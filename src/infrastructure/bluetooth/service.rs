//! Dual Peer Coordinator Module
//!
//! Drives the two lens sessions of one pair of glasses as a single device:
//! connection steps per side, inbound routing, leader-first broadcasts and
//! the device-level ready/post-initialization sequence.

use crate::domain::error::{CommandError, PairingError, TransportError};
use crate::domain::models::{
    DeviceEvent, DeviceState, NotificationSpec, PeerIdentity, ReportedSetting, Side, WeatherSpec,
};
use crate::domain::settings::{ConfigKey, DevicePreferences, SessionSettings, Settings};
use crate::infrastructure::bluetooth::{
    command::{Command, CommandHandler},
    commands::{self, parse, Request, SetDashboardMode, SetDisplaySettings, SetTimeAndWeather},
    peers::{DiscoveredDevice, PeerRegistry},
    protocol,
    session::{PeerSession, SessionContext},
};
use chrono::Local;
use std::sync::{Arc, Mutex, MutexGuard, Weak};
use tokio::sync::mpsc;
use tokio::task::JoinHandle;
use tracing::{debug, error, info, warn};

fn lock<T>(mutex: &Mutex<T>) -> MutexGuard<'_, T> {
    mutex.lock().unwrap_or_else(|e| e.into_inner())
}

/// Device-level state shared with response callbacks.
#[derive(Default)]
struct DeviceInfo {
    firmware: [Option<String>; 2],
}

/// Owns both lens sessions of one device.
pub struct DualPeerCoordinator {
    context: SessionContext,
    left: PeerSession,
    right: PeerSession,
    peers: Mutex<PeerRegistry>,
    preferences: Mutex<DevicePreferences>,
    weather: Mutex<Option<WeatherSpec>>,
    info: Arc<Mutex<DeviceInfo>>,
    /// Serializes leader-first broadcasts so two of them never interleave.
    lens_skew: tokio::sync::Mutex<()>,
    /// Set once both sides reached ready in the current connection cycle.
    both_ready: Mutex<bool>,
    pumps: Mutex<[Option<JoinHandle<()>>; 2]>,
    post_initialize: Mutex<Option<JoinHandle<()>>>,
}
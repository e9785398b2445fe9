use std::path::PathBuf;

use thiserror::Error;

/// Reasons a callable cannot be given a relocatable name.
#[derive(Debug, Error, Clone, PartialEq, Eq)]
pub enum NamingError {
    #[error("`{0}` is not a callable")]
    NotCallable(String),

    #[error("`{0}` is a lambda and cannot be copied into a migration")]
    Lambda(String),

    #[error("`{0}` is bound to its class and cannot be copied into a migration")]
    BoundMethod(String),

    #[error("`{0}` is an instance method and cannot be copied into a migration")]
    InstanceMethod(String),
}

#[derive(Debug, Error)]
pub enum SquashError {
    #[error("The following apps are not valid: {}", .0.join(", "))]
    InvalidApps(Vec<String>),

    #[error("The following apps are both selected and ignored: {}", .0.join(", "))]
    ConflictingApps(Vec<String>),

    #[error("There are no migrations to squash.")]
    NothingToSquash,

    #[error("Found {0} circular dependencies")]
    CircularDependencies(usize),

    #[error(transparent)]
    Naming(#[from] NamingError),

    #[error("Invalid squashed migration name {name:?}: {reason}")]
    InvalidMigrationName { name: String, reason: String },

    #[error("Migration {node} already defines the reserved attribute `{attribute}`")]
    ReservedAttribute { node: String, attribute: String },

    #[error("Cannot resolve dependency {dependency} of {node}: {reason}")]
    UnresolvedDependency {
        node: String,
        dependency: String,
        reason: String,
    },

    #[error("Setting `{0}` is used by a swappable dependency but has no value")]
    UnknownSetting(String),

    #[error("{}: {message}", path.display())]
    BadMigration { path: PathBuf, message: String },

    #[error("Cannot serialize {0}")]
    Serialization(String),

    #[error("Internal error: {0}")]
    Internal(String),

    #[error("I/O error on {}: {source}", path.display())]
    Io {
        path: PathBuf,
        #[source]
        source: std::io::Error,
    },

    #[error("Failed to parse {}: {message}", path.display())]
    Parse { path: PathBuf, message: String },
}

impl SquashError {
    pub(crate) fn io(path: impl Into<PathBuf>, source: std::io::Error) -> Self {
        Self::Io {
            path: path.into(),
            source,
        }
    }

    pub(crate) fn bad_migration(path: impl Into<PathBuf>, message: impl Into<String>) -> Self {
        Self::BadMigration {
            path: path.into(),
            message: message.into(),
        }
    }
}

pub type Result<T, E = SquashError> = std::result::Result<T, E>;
---------------
Exercise requirements: Wherever a line of the listing above contains the string "NamingError", copy that line.

Response to the task:
pub enum NamingError {
    Naming(#[from] NamingError),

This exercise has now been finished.